> [What you are asked to do]
Gather, from the data below, each line in which the word "text" occurs.

> [Given records]
::::

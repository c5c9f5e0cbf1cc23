use crate::i18n::bundle::with_bundle;
use serde_json::Value;
use std::collections::BTreeMap;

#[cfg(target_arch = "wasm32")]
use js_sys::{Array, Intl, Object};

fn get_nested_value<'a>(obj: &'a Value, key: &str) -> Option<&'a Value> {
    key.split('.').try_fold(obj, |current, k| current.get(k))
}

fn host_plural_category(count: f64) -> &'static str {
    if (count - 1.0).abs() < f64::EPSILON {
        "one"
    } else if count.abs() < f64::EPSILON {
        "zero"
    } else {
        "other"
    }
}

fn plural_category(lang: &str, count: f64) -> String {
    #[cfg(target_arch = "wasm32")]
    {
        let locales = {
            let arr = Array::new();
            arr.push(&wasm_bindgen::JsValue::from_str(lang));
            arr
        };
        let rules = Intl::PluralRules::new(&locales, &Object::new());
        rules
            .select(count)
            .as_string()
            .unwrap_or_else(|| host_plural_category(count).to_string())
    }

    #[cfg(not(target_arch = "wasm32"))]
    {
        let _ = lang;
        host_plural_category(count).to_string()
    }
}

fn select_plural(map: &serde_json::Map<String, Value>, lang: &str, count: &str) -> Option<String> {
    let category = count
        .parse::<f64>()
        .ok()
        .map(|n| plural_category(lang, n));
    category
        .as_deref()
        .and_then(|c| map.get(c))
        .or_else(|| map.get("other"))
        .and_then(Value::as_str)
        .map(str::to_string)
}

fn render_value(value: &Value, lang: &str, args: Option<&BTreeMap<&str, &str>>) -> Option<String> {
    let mut text = match value {
        Value::String(s) => s.clone(),
        Value::Object(map) => {
            let count = args.and_then(|m| m.get("count")).copied().unwrap_or("");
            select_plural(map, lang, count)?
        }
        _ => return None,
    };

    if let Some(args_map) = args {
        for (k, v) in args_map {
            let ph1 = format!("{{{{{k}}}}}");
            let ph2 = format!("{{{k}}}");
            text = text.replace(&ph1, v);
            text = text.replace(&ph2, v);
        }
    }
    Some(text)
}

fn resolve(key: &str, args: Option<&BTreeMap<&str, &str>>) -> Option<String> {
    with_bundle(|bundle| {
        get_nested_value(&bundle.translations, key)
            .and_then(|v| render_value(v, &bundle.lang, args))
            .or_else(|| {
                get_nested_value(&bundle.fallback, key)
                    .and_then(|v| render_value(v, &bundle.lang, args))
            })
    })
}

/// Translate a key to the current language
///
/// Falls back to English, then to the key itself.
#[must_use]
pub fn t(key: &str) -> String {
    tr(key, None)
}

/// Translate a key with `{name}` / `{{name}}` substitution.
#[must_use]
pub fn tr(key: &str, args: Option<&BTreeMap<&str, &str>>) -> String {
    resolve(key, args).unwrap_or_else(|| key.to_string())
}

/// Translate a pluralised key for `count`.
#[must_use]
pub fn tr_count(key: &str, count: u64) -> String {
    let count = count.to_string();
    let mut args = BTreeMap::new();
    args.insert("count", count.as_str());
    tr(key, Some(&args))
}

::::

> [Expected answer]
    let mut text = match value {
            text = text.replace(&ph1, v);
            text = text.replace(&ph2, v);
    Some(text)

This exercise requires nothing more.